- **ASSIGNMENT**: Every line with "files" in it must be copied from the data.

[Data records]
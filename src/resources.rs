//! One method per Shapeways API operation.
//!
//! Each call expands the path of its [`Endpoint`], checks the required keys
//! before anything is sent and hands the decoded body back untouched.
use http::Method;
use serde_json::Value;

use crate::{request::Endpoint, transport::Transport, Client, Params, Result};

const UPLOAD_KEYS: &[&str] = &["file", "fileName", "hasRightsToModel", "acceptTermsAndConditions"];

pub const API_INFO: Endpoint = Endpoint {
    method: Method::GET,
    path: "/api/",
    required: &[],
};
pub const GET_CART: Endpoint = Endpoint {
    method: Method::GET,
    path: "/orders/cart/",
    required: &[],
};
pub const ADD_TO_CART: Endpoint = Endpoint {
    method: Method::POST,
    path: "/orders/cart/",
    required: &["modelId"],
};
pub const GET_CATEGORIES: Endpoint = Endpoint {
    method: Method::GET,
    path: "/categories/",
    required: &[],
};
pub const GET_CATEGORY: Endpoint = Endpoint {
    method: Method::GET,
    path: "/categories/{}/",
    required: &[],
};
pub const GET_MATERIALS: Endpoint = Endpoint {
    method: Method::GET,
    path: "/materials/",
    required: &[],
};
pub const GET_MATERIAL: Endpoint = Endpoint {
    method: Method::GET,
    path: "/materials/{}/",
    required: &[],
};
pub const GET_MODELS: Endpoint = Endpoint {
    method: Method::GET,
    path: "/models/",
    required: &[],
};
pub const GET_MODEL: Endpoint = Endpoint {
    method: Method::GET,
    path: "/models/{}/",
    required: &[],
};
pub const ADD_MODEL: Endpoint = Endpoint {
    method: Method::POST,
    path: "/models/",
    required: UPLOAD_KEYS,
};
pub const DELETE_MODEL: Endpoint = Endpoint {
    method: Method::DELETE,
    path: "/models/{}/",
    required: &[],
};
pub const GET_MODEL_INFO: Endpoint = Endpoint {
    method: Method::GET,
    path: "/models/{}/info/",
    required: &[],
};
pub const UPDATE_MODEL_INFO: Endpoint = Endpoint {
    method: Method::PUT,
    path: "/models/{}/info/",
    required: &[],
};
pub const GET_MODEL_FILE: Endpoint = Endpoint {
    method: Method::GET,
    path: "/models/{}/files/{}/",
    required: &[],
};
pub const UPDATE_MODEL_FILE: Endpoint = Endpoint {
    method: Method::POST,
    path: "/models/{}/files/",
    required: UPLOAD_KEYS,
};
pub const ADD_MODEL_PHOTO: Endpoint = Endpoint {
    method: Method::POST,
    path: "/models/{}/photos/",
    required: &["file"],
};
pub const GET_PRICE: Endpoint = Endpoint {
    method: Method::POST,
    path: "/price/",
    required: &[
        "volume",
        "area",
        "xBoundMin",
        "xBoundMax",
        "yBoundMin",
        "yBoundMax",
        "zBoundMin",
        "zBoundMax",
    ],
};
pub const GET_PRINTERS: Endpoint = Endpoint {
    method: Method::GET,
    path: "/printers/",
    required: &[],
};
pub const GET_PRINTER: Endpoint = Endpoint {
    method: Method::GET,
    path: "/printers/{}/",
    required: &[],
};

impl<T: Transport> Client<T> {
    fn call(&mut self, endpoint: &Endpoint, ids: &[u64], params: &Params) -> Option<Value> {
        let url = self.url(&endpoint.path(ids));
        self.signed_request(endpoint.method.clone(), &url, params)
    }

    fn call_checked(
        &mut self,
        endpoint: &Endpoint,
        ids: &[u64],
        params: Params,
    ) -> Result<Option<Value>> {
        endpoint.check(&params)?;
        Ok(self.call(endpoint, ids, &params))
    }

    pub fn get_api_info(&mut self) -> Option<Value> {
        self.call(&API_INFO, &[], &Params::new())
    }

    pub fn get_cart(&mut self) -> Option<Value> {
        self.call(&GET_CART, &[], &Params::new())
    }

    /// Requires `modelId`; `materialId` and `quantity` are optional.
    pub fn add_to_cart(&mut self, params: Params) -> Result<Option<Value>> {
        self.call_checked(&ADD_TO_CART, &[], params)
    }

    pub fn get_categories(&mut self) -> Option<Value> {
        self.call(&GET_CATEGORIES, &[], &Params::new())
    }

    pub fn get_category(&mut self, category_id: u64) -> Option<Value> {
        self.call(&GET_CATEGORY, &[category_id], &Params::new())
    }

    pub fn get_materials(&mut self) -> Option<Value> {
        self.call(&GET_MATERIALS, &[], &Params::new())
    }

    pub fn get_material(&mut self, material_id: u64) -> Option<Value> {
        self.call(&GET_MATERIAL, &[material_id], &Params::new())
    }

    /// One page of the user's models.
    pub fn get_models(&mut self, page: u32) -> Option<Value> {
        self.call(&GET_MODELS, &[], &Params::new().field("page", page))
    }

    pub fn get_model(&mut self, model_id: u64) -> Option<Value> {
        self.call(&GET_MODEL, &[model_id], &Params::new())
    }

    /// Upload a new model. `file` holds the raw model data.
    pub fn add_model(&mut self, params: Params) -> Result<Option<Value>> {
        self.call_checked(&ADD_MODEL, &[], params.file_as_binary())
    }

    pub fn delete_model(&mut self, model_id: u64) -> Option<Value> {
        self.call(&DELETE_MODEL, &[model_id], &Params::new())
    }

    pub fn get_model_info(&mut self, model_id: u64) -> Option<Value> {
        self.call(&GET_MODEL_INFO, &[model_id], &Params::new())
    }

    pub fn update_model_info(&mut self, model_id: u64, params: Params) -> Option<Value> {
        self.call(&UPDATE_MODEL_INFO, &[model_id], &params)
    }

    /// With `include_file` the model data is part of the answer.
    pub fn get_model_file(
        &mut self,
        model_id: u64,
        file_version: u64,
        include_file: bool,
    ) -> Option<Value> {
        let params = Params::new().field("file", if include_file { 1 } else { 0 });
        self.call(&GET_MODEL_FILE, &[model_id, file_version], &params)
    }

    pub fn update_model_file(&mut self, model_id: u64, params: Params) -> Result<Option<Value>> {
        self.call_checked(&UPDATE_MODEL_FILE, &[model_id], params.file_as_binary())
    }

    pub fn add_model_photo(&mut self, model_id: u64, params: Params) -> Result<Option<Value>> {
        self.call_checked(&ADD_MODEL_PHOTO, &[model_id], params.file_as_binary())
    }

    /// Price a model from its volume, area and bounding box.
    pub fn get_price(&mut self, params: Params) -> Result<Option<Value>> {
        self.call_checked(&GET_PRICE, &[], params)
    }

    pub fn get_printers(&mut self) -> Option<Value> {
        self.call(&GET_PRINTERS, &[], &Params::new())
    }

    pub fn get_printer(&mut self, printer_id: u64) -> Option<Value> {
        self.call(&GET_PRINTER, &[printer_id], &Params::new())
    }
}

#[cfg(test)]
mod tests {
    use super::*;
    use crate::request::encode_file;
    use crate::testing::RecordingTransport;
    use crate::Error;
    use serde_json::json;

    fn client(transport: RecordingTransport) -> Client<RecordingTransport> {
        Client::builder("ck", "cs")
            .token("at", "as")
            .build_with_transport(transport)
            .unwrap()
    }

    fn full(keys: &[&str]) -> Params {
        keys.iter().map(|k| (*k, json!(1))).collect()
    }

    fn without(keys: &[&str], missing: &str) -> Params {
        keys.iter()
            .filter(|k| **k != missing)
            .map(|k| (*k, json!(1)))
            .collect()
    }

    fn assert_missing(result: Result<Option<Value>>, key: &str) {
        match result {
            Err(Error::MissingParameter(missing)) => assert_eq!(missing, key),
            other => panic!("expected missing {}, got {:?}", key, other),
        }
    }

    #[test]
    fn every_required_key_is_checked_before_sending() {
        let mut client = client(RecordingTransport::new());
        for key in ADD_TO_CART.required {
            assert_missing(client.add_to_cart(without(ADD_TO_CART.required, key)), key);
        }
        for key in UPLOAD_KEYS {
            assert_missing(client.add_model(without(UPLOAD_KEYS, key)), key);
            assert_missing(client.update_model_file(9, without(UPLOAD_KEYS, key)), key);
        }
        assert_missing(client.add_model_photo(9, Params::new()), "file");
        for key in GET_PRICE.required {
            assert_missing(client.get_price(without(GET_PRICE.required, key)), key);
        }
        assert_eq!(client.transport().requests().len(), 0);
    }

    #[test]
    fn first_missing_key_is_reported() {
        let mut client = client(RecordingTransport::new());
        assert_missing(client.get_price(Params::new()), "volume");
        assert_missing(
            client.get_price(full(&["volume", "area", "yBoundMin"])),
            "xBoundMin",
        );
    }

    #[test]
    fn add_model_uploads_encoded_file() {
        let mut client = client(RecordingTransport::new().respond(200, r#"{"modelId":1}"#));
        let bytes = b"solid cube\n\xff\xfe endsolid".to_vec();
        let params = Params::new()
            .field("fileName", "cube.stl")
            .field("hasRightsToModel", 1)
            .field("acceptTermsAndConditions", 1)
            .field("title", "Cube")
            .file(bytes.clone());
        let answer = client.add_model(params).unwrap();
        assert_eq!(answer, Some(json!({"modelId": 1})));

        let request = &client.transport().requests()[0];
        assert_eq!(request.method, Method::POST);
        assert_eq!(request.url.as_str(), "https://api.shapeways.com/models/v1");
        let body: Value = serde_json::from_str(request.body.as_deref().unwrap()).unwrap();
        assert_eq!(body["file"], json!(encode_file(&bytes)));
        assert_eq!(body["fileName"], json!("cube.stl"));
        assert_eq!(body["title"], json!("Cube"));
    }

    #[test]
    fn textual_file_is_encoded_as_its_bytes() {
        let mut client = client(RecordingTransport::new().respond(200, "{}"));
        let params = Params::new()
            .field("file", "solid a")
            .field("fileName", "a.stl")
            .field("hasRightsToModel", 1)
            .field("acceptTermsAndConditions", 1);
        client.update_model_file(5, params).unwrap();

        let request = &client.transport().requests()[0];
        assert_eq!(request.url.as_str(), "https://api.shapeways.com/models/5/files/v1");
        let body: Value = serde_json::from_str(request.body.as_deref().unwrap()).unwrap();
        assert_eq!(body["file"], json!(encode_file(b"solid a")));
    }

    #[test]
    fn add_model_photo_posts_to_photos() {
        let mut client = client(RecordingTransport::new().respond(200, "{}"));
        client
            .add_model_photo(12, Params::new().file(vec![1u8, 2, 3]).field("title", "front"))
            .unwrap();
        let request = &client.transport().requests()[0];
        assert_eq!(request.method, Method::POST);
        assert_eq!(request.url.as_str(), "https://api.shapeways.com/models/12/photos/v1");
    }

    #[test]
    fn simple_paths_and_verbs() {
        let transport = (0..11).fold(RecordingTransport::new(), |t, _| t.respond(200, "{}"));
        let mut client = client(transport);
        client.get_api_info();
        client.get_cart();
        client.get_categories();
        client.get_category(3);
        client.get_materials();
        client.get_material(6);
        client.get_model(7);
        client.delete_model(7);
        client.get_model_info(7);
        client.get_printers();
        client.get_printer(2);

        let seen = client
            .transport()
            .requests()
            .iter()
            .map(|r| (r.method.clone(), r.url.path().to_string()))
            .collect::<Vec<_>>();
        assert_eq!(
            seen,
            vec![
                (Method::GET, "/api/v1".to_string()),
                (Method::GET, "/orders/cart/v1".to_string()),
                (Method::GET, "/categories/v1".to_string()),
                (Method::GET, "/categories/3/v1".to_string()),
                (Method::GET, "/materials/v1".to_string()),
                (Method::GET, "/materials/6/v1".to_string()),
                (Method::GET, "/models/7/v1".to_string()),
                (Method::DELETE, "/models/7/v1".to_string()),
                (Method::GET, "/models/7/info/v1".to_string()),
                (Method::GET, "/printers/v1".to_string()),
                (Method::GET, "/printers/2/v1".to_string()),
            ]
        );
    }

    #[test]
    fn query_carrying_reads() {
        let mut client = client(
            RecordingTransport::new()
                .respond(200, "{}")
                .respond(200, "{}")
                .respond(200, "{}"),
        );
        client.get_models(2);
        client.get_model_file(7, 3, true);
        client.get_model_file(7, 3, false);
        let urls = client
            .transport()
            .requests()
            .iter()
            .map(|r| r.url.as_str().to_string())
            .collect::<Vec<_>>();
        assert_eq!(
            urls,
            vec![
                "https://api.shapeways.com/models/v1?page=2",
                "https://api.shapeways.com/models/7/files/3/v1?file=1",
                "https://api.shapeways.com/models/7/files/3/v1?file=0",
            ]
        );
    }

    #[test]
    fn writes_send_json() {
        let mut client = client(
            RecordingTransport::new()
                .respond(200, r#"{"result":"success"}"#)
                .respond(200, r#"{"result":"success"}"#)
                .respond(200, r#"{"prices":{}}"#),
        );
        client.update_model_info(7, Params::new().field("title", "Renamed"));
        client
            .add_to_cart(Params::new().field("modelId", 7).field("quantity", 1))
            .unwrap();
        let price = client
            .get_price(full(GET_PRICE.required))
            .unwrap();
        assert_eq!(price, Some(json!({"prices": {}})));

        let requests = client.transport().requests();
        assert_eq!(requests[0].method, Method::PUT);
        assert_eq!(requests[0].url.path(), "/models/7/info/v1");
        assert_eq!(requests[0].body.as_deref(), Some(r#"{"title":"Renamed"}"#));
        assert_eq!(requests[1].url.path(), "/orders/cart/v1");
        assert_eq!(requests[2].url.path(), "/price/v1");
        let body: Value = serde_json::from_str(requests[2].body.as_deref().unwrap()).unwrap();
        assert_eq!(body.as_object().unwrap().len(), GET_PRICE.required.len());
    }
}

- **ANSWER BOX**:
    path: "/models/{}/files/{}/",
    path: "/models/{}/files/",
        assert_eq!(request.url.as_str(), "https://api.shapeways.com/models/5/files/v1");
                "https://api.shapeways.com/models/7/files/3/v1?file=1",
                "https://api.shapeways.com/models/7/files/3/v1?file=0",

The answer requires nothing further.